The reply to the records below should contain exactly the lines from the line with "(**self).unregister(handle);" through the line with "the completed percentage.", and nothing besides.

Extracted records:
*-*-*

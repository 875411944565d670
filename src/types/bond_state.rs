// SPDX-License-Identifier: MPL-2.0
// This Source Code Form is subject to the terms of the Mozilla Public
// License, v. 2.0. If a copy of the MPL was not distributed with this
// file, You can obtain one at https://mozilla.org/MPL/2.0/.

//! Bond state of a remote Bluetooth device.

use std::fmt;
use std::str::FromStr;

use crate::error::ValueError;

/// Pairing relationship between the local adapter and a remote device.
///
/// # Examples
///
/// ```
/// use bond_watch::types::BondState;
///
/// assert_eq!(BondState::Bonded.as_str(), "BOND_BONDED");
/// assert_eq!(BondState::try_from(11).unwrap(), BondState::Bonding);
/// assert_eq!("bonded".parse::<BondState>().unwrap(), BondState::Bonded);
/// ```
#[derive(Debug, Clone, Copy, PartialEq, Eq, Hash, serde::Serialize, serde::Deserialize)]
#[serde(rename_all = "SCREAMING_SNAKE_CASE")]
pub enum BondState {
    /// No bond exists.
    None,
    /// Bonding is in progress.
    Bonding,
    /// The devices are bonded.
    Bonded,
}

impl BondState {
    /// Raw platform code for [`BondState::None`].
    pub const RAW_NONE: i32 = 10;
    /// Raw platform code for [`BondState::Bonding`].
    pub const RAW_BONDING: i32 = 11;
    /// Raw platform code for [`BondState::Bonded`].
    pub const RAW_BONDED: i32 = 12;

    /// Returns the canonical platform name of the state.
    #[must_use]
    pub const fn as_str(&self) -> &'static str {
        match self {
            Self::None => "BOND_NONE",
            Self::Bonding => "BOND_BONDING",
            Self::Bonded => "BOND_BONDED",
        }
    }

    /// Returns the raw platform code of the state.
    #[must_use]
    pub const fn as_raw(&self) -> i32 {
        match self {
            Self::None => Self::RAW_NONE,
            Self::Bonding => Self::RAW_BONDING,
            Self::Bonded => Self::RAW_BONDED,
        }
    }

    /// Converts a raw platform code, returning `None` for unknown codes.
    #[must_use]
    pub const fn from_raw(raw: i32) -> Option<Self> {
        match raw {
            Self::RAW_NONE => Some(Self::None),
            Self::RAW_BONDING => Some(Self::Bonding),
            Self::RAW_BONDED => Some(Self::Bonded),
            _ => None,
        }
    }

    /// Returns `true` while a bonding attempt is in progress.
    #[must_use]
    pub const fn is_bonding(&self) -> bool {
        matches!(self, Self::Bonding)
    }
}

impl fmt::Display for BondState {
    fn fmt(&self, f: &mut fmt::Formatter<'_>) -> fmt::Result {
        f.write_str(self.as_str())
    }
}

impl TryFrom<i32> for BondState {
    type Error = ValueError;

    fn try_from(raw: i32) -> Result<Self, Self::Error> {
        Self::from_raw(raw).ok_or(ValueError::UnknownBondState(raw))
    }
}

impl From<BondState> for i32 {
    fn from(state: BondState) -> Self {
        state.as_raw()
    }
}

impl FromStr for BondState {
    type Err = ValueError;

    fn from_str(s: &str) -> Result<Self, Self::Err> {
        let upper = s.trim().to_uppercase();
        match upper.strip_prefix("BOND_").unwrap_or(upper.as_str()) {
            "NONE" => Ok(Self::None),
            "BONDING" => Ok(Self::Bonding),
            "BONDED" => Ok(Self::Bonded),
            other => other
                .parse::<i32>()
                .ok()
                .and_then(Self::from_raw)
                .ok_or_else(|| ValueError::InvalidBondStateName(s.to_string())),
        }
    }
}

#[cfg(test)]
mod tests {
    use super::*;

    #[test]
    fn raw_codes_match_platform_constants() {
        assert_eq!(BondState::None.as_raw(), 10);
        assert_eq!(BondState::Bonding.as_raw(), 11);
        assert_eq!(BondState::Bonded.as_raw(), 12);
    }

    #[test]
    fn try_from_unknown_code_fails() {
        assert_eq!(
            BondState::try_from(-1),
            Err(ValueError::UnknownBondState(-1))
        );
        assert_eq!(
            BondState::try_from(13),
            Err(ValueError::UnknownBondState(13))
        );
    }

    #[test]
    fn parse_accepts_names_and_codes() {
        assert_eq!("BOND_NONE".parse::<BondState>().unwrap(), BondState::None);
        assert_eq!("bonding".parse::<BondState>().unwrap(), BondState::Bonding);
        assert_eq!(" Bonded ".parse::<BondState>().unwrap(), BondState::Bonded);
        assert_eq!("12".parse::<BondState>().unwrap(), BondState::Bonded);
    }

    #[test]
    fn parse_rejects_garbage() {
        assert_eq!(
            "paired".parse::<BondState>(),
            Err(ValueError::InvalidBondStateName("paired".to_string()))
        );
        assert!("99".parse::<BondState>().is_err());
    }

    #[test]
    fn display_uses_platform_name() {
        assert_eq!(BondState::Bonding.to_string(), "BOND_BONDING");
    }

    #[test]
    fn only_bonding_is_bonding() {
        assert!(BondState::Bonding.is_bonding());
        assert!(!BondState::None.is_bonding());
        assert!(!BondState::Bonded.is_bonding());
    }
}
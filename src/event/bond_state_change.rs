// SPDX-License-Identifier: MPL-2.0
// This Source Code Form is subject to the terms of the Mozilla Public
// License, v. 2.0. If a copy of the MPL was not distributed with this
// file, You can obtain one at https://mozilla.org/MPL/2.0/.

//! Concluded bonding attempt.

use std::fmt;

use crate::types::BondState;

/// A bond state transition that concludes a bonding attempt.
///
/// Values are only produced for transitions leaving
/// [`BondState::Bonding`] for a state other than `Bonding`, so
/// `previous()` is always `Bonding` for changes created through
/// [`BondStateChange::concluding`].
///
/// # Examples
///
/// ```
/// use bond_watch::event::BondStateChange;
/// use bond_watch::types::BondState;
///
/// let change = BondStateChange::concluding(BondState::Bonding, BondState::Bonded).unwrap();
/// assert!(change.is_bonded());
/// assert_eq!(
///     change.to_string(),
///     "BleBondStateChange: BOND_BONDING to BOND_BONDED"
/// );
///
/// // Entering bonding is not a conclusion.
/// assert!(BondStateChange::concluding(BondState::None, BondState::Bonding).is_none());
/// ```
#[derive(Debug, Clone, Copy, PartialEq, Eq, Hash, serde::Serialize, serde::Deserialize)]
pub struct BondStateChange {
    previous: BondState,
    new: BondState,
}

impl BondStateChange {
    /// Creates a change record without applying the concluding filter.
    #[must_use]
    pub const fn new(previous: BondState, new: BondState) -> Self {
        Self { previous, new }
    }

    /// Returns the change if `previous -> new` concludes a bonding attempt.
    ///
    /// A transition concludes an attempt when `previous` is `Bonding` and
    /// `new` is not.
    #[must_use]
    pub const fn concluding(previous: BondState, new: BondState) -> Option<Self> {
        if previous.is_bonding() && !new.is_bonding() {
            Some(Self::new(previous, new))
        } else {
            None
        }
    }

    /// Returns the state before the transition.
    #[must_use]
    pub const fn previous(&self) -> BondState {
        self.previous
    }

    /// Returns the state after the transition.
    #[must_use]
    pub const fn new_state(&self) -> BondState {
        self.new
    }

    /// Returns `true` if the attempt ended with a bond.
    #[must_use]
    pub const fn is_bonded(&self) -> bool {
        matches!(self.new, BondState::Bonded)
    }

    /// Returns `true` if the attempt ended without a bond.
    #[must_use]
    pub const fn is_failed(&self) -> bool {
        matches!(self.new, BondState::None)
    }
}

impl fmt::Display for BondStateChange {
    fn fmt(&self, f: &mut fmt::Formatter<'_>) -> fmt::Result {
        write!(f, "BleBondStateChange: {} to {}", self.previous, self.new)
    }
}
// SPDX-License-Identifier: MPL-2.0
// This Source Code Form is subject to the terms of the Mozilla Public
// License, v. 2.0. If a copy of the MPL was not distributed with this
// file, You can obtain one at https://mozilla.org/MPL/2.0/.

//! Shared stream of concluded bonding attempts.
//!
//! A [`BondStateBridge`] turns platform bond state broadcasts into a hot,
//! multicast stream of [`BondStateChange`](crate::event::BondStateChange)
//! values. The platform listener is registered when the first
//! [`BondStateSubscription`] is created and unregistered when the last one
//! is dropped. Every subscriber in between shares that one registration.
//!
//! # Examples
//!
//! ```
//! use bond_watch::BondStateBridge;
//! use bond_watch::platform::LoopbackNotifier;
//! use bond_watch::types::BondState;
//! use std::sync::Arc;
//!
//! # #[tokio::main(flavor = "current_thread")]
//! # async fn main() {
//! let notifier = Arc::new(LoopbackNotifier::new());
//! let bridge = BondStateBridge::new(notifier.clone());
//! assert!(!bridge.is_registered());
//!
//! let mut first = bridge.subscribe();
//! let mut second = bridge.subscribe();
//! assert_eq!(notifier.register_count(), 1);
//!
//! notifier.notify(BondState::Bonding, BondState::None);
//! assert!(first.recv().await.unwrap().unwrap().is_failed());
//! assert!(second.recv().await.unwrap().unwrap().is_failed());
//!
//! drop(first);
//! drop(second);
//! assert_eq!(notifier.unregister_count(), 1);
//! # }
//! ```

mod bond_state_bridge;
mod subscription;

pub use bond_state_bridge::BondStateBridge;
pub use subscription::BondStateSubscription;
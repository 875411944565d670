// SPDX-License-Identifier: MPL-2.0
// This Source Code Form is subject to the terms of the Mozilla Public
// License, v. 2.0. If a copy of the MPL was not distributed with this
// file, You can obtain one at https://mozilla.org/MPL/2.0/.

//! Host platform notification capability.
//!
//! The bridge never talks to a Bluetooth stack directly. It consumes the
//! host's broadcast registration API through the narrow [`BondNotifier`]
//! trait: register a listener for a [`NotificationFilter`], get a
//! [`RegistrationHandle`] back, hand the handle back to unregister.
//!
//! [`LoopbackNotifier`] is an in-process implementation that lets tests and
//! simulations inject notifications.
//!
//! # Examples
//!
//! ```
//! use bond_watch::platform::{
//!     BondNotifier, LoopbackNotifier, NotificationFilter, RawBondNotification,
//! };
//! use std::sync::Arc;
//!
//! let notifier = LoopbackNotifier::new();
//! let handle = notifier
//!     .register(&NotificationFilter::default(), Arc::new(|raw: RawBondNotification| println!("{raw:?}")))
//!     .unwrap();
//! notifier.unregister(handle);
//! assert_eq!(notifier.unregister_count(), 1);
//! ```

mod handle;
mod loopback;

use std::sync::Arc;

use crate::error::RegistrationError;

pub use handle::RegistrationHandle;
pub use loopback::LoopbackNotifier;

/// Action broadcast by the host when a remote device's bond state changes.
pub const ACTION_BOND_STATE_CHANGED: &str = "android.bluetooth.device.action.BOND_STATE_CHANGED";

/// Listener invoked by the platform for every matching notification.
pub type BondListener = Arc<dyn Fn(RawBondNotification) + Send + Sync>;

/// A bond state notification as delivered by the platform.
///
/// States are raw platform codes; a missing extra is reported as
/// [`RawBondNotification::MISSING`].
#[derive(Debug, Clone, Copy, PartialEq, Eq, Hash)]
pub struct RawBondNotification {
    /// Raw code of the state before the transition.
    pub previous_state: i32,
    /// Raw code of the state after the transition.
    pub state: i32,
}

impl RawBondNotification {
    /// Value reported for a state extra the platform did not include.
    pub const MISSING: i32 = -1;

    /// Creates a notification from raw codes.
    #[must_use]
    pub const fn new(previous_state: i32, state: i32) -> Self {
        Self {
            previous_state,
            state,
        }
    }
}

/// Selects which platform broadcasts a listener receives.
#[derive(Debug, Clone, PartialEq, Eq, Hash, serde::Serialize, serde::Deserialize)]
pub struct NotificationFilter {
    action: String,
}

impl NotificationFilter {
    /// Creates a filter for a custom action.
    #[must_use]
    pub fn new(action: impl Into<String>) -> Self {
        Self {
            action: action.into(),
        }
    }

    /// Returns the filtered action.
    #[must_use]
    pub fn action(&self) -> &str {
        &self.action
    }

    /// Returns `true` if the filter accepts `action`.
    #[must_use]
    pub fn matches(&self, action: &str) -> bool {
        self.action == action
    }
}

impl Default for NotificationFilter {
    fn default() -> Self {
        Self::new(ACTION_BOND_STATE_CHANGED)
    }
}

/// Host platform broadcast registration, scoped to one device context.
///
/// Implementations must not call back into the bridge from `register` or
/// `unregister`; the bridge holds its lock across both calls.
pub trait BondNotifier: Send + Sync {
    /// Registers `listener` for broadcasts matching `filter`.
    ///
    /// # Errors
    ///
    /// Returns [`RegistrationError`] if the platform cannot register the
    /// listener.
    fn register(
        &self,
        filter: &NotificationFilter,
        listener: BondListener,
    ) -> Result<RegistrationHandle, RegistrationError>;

    /// Releases a registration. Unknown handles are ignored.
    fn unregister(&self, handle: RegistrationHandle);
}

impl<T: BondNotifier + ?Sized> BondNotifier for Arc<T> {
    fn register(
        &self,
        filter: &NotificationFilter,
        listener: BondListener,
    ) -> Result<RegistrationHandle, RegistrationError> {
        (**self).register(filter, listener)
    }

    fn unregister(&self, handle: RegistrationHandle) {
        (**self).unregister(handle);
    }
}
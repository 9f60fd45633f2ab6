use ratatui::layout::Rect;

use super::{PaneConfig, Renderable};
use crate::progress::ProgressTracker;
use crate::text::{ColorToken, Row, Segment};

/// A progress bar spanning the pane, titled with the completed percentage.
#[derive(Debug, Clone)]
pub struct ProgressPane {
    config: PaneConfig,
    tracker: ProgressTracker,
}

impl ProgressPane {
    pub fn new(config: PaneConfig) -> Self {
        Self {
            config,
            tracker: ProgressTracker::new(),
        }
    }

    pub fn with_tracker(config: PaneConfig, tracker: ProgressTracker) -> Self {
        Self { config, tracker }
    }

    /// Rebuild this pane at a new position, keeping counters and start time.
    pub fn relocated(&self, geometry: Rect) -> Self {
        Self::with_tracker(self.config.with_geometry(geometry), self.tracker.clone())
    }

    pub fn update(&mut self, finished: usize, total: usize) {
        self.tracker.update(finished, total);
    }

    pub fn tracker(&self) -> &ProgressTracker {
        &self.tracker
    }

    /// Columns of the bar that are filled.
    pub fn filled_width(&self) -> usize {
        (self.config.inner_width() as f64 * self.tracker.fraction()).floor() as usize
    }
}

impl Renderable for ProgressPane {
    fn config(&self) -> &PaneConfig {
        &self.config
    }

    fn title(&self) -> String {
        format!("{} - {}%", self.config.title, self.tracker.percent())
    }

    fn reflow(&self) -> Vec<Row> {
        let filled = self.filled_width();
        (0..self.config.visible_rows())
            .map(|_| {
                if filled == 0 {
                    Vec::new()
                } else {
                    vec![Segment::new(" ".repeat(filled), ColorToken::Loading)]
                }
            })
            .collect()
    }
}

#[cfg(test)]
mod tests {
    use super::*;
    use crate::pane::test_support::buffer_line;
    use crate::pane::{Palette, PaneWidget};
    use ratatui::buffer::Buffer;
    use ratatui::style::Color;
    use ratatui::widgets::Widget;
    use std::sync::Arc;

    fn pane(width: u16, height: u16) -> ProgressPane {
        ProgressPane::new(PaneConfig::new(
            "Progress",
            Rect::new(0, 0, width, height),
            Arc::new(Vec::new()),
        ))
    }

    #[test]
    fn empty_total_draws_no_fill() {
        let pane = pane(22, 3);
        assert_eq!(pane.filled_width(), 0);
        assert_eq!(pane.title(), "Progress - 0%");
        assert!(pane.reflow().iter().all(|row| row.is_empty()));
    }

    #[test]
    fn fill_tracks_fraction() {
        let mut pane = pane(22, 4);
        pane.update(3, 10);
        assert_eq!(pane.filled_width(), 6);
        assert_eq!(pane.title(), "Progress - 30%");
        let rows = pane.reflow();
        assert_eq!(rows.len(), 2);
        assert_eq!(rows[0][0].text.len(), 6);
        assert_eq!(rows[0][0].color, ColorToken::Loading);
    }

    #[test]
    fn complete_bar_fills_inner_width() {
        let mut pane = pane(22, 3);
        pane.update(10, 10);
        let mut buf = Buffer::empty(Rect::new(0, 0, 22, 3));
        let palette = Palette::colored();
        PaneWidget::new(&pane, &palette).render(Rect::new(0, 0, 22, 3), &mut buf);
        assert!(buffer_line(&buf, 0).contains("Progress - 100%"));
        for x in 1..21 {
            assert_eq!(buf.get(x, 1).bg, Color::Blue);
        }
    }

    #[test]
    fn relocated_keeps_counters() {
        let mut pane = pane(22, 3);
        pane.update(4, 8);
        let moved = pane.relocated(Rect::new(0, 10, 50, 4));
        assert_eq!(moved.tracker().finished(), 4);
        assert_eq!(moved.tracker().total(), 8);
        assert_eq!(moved.filled_width(), 24);
    }
}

*-*-*

• [Result of this exercise]
        (**self).unregister(handle);
    }
}
repository 9f60fd45633f2ab6
use ratatui::layout::Rect;

use super::{PaneConfig, Renderable};
use crate::progress::ProgressTracker;
use crate::text::{ColorToken, Row, Segment};

/// A progress bar spanning the pane, titled with the completed percentage.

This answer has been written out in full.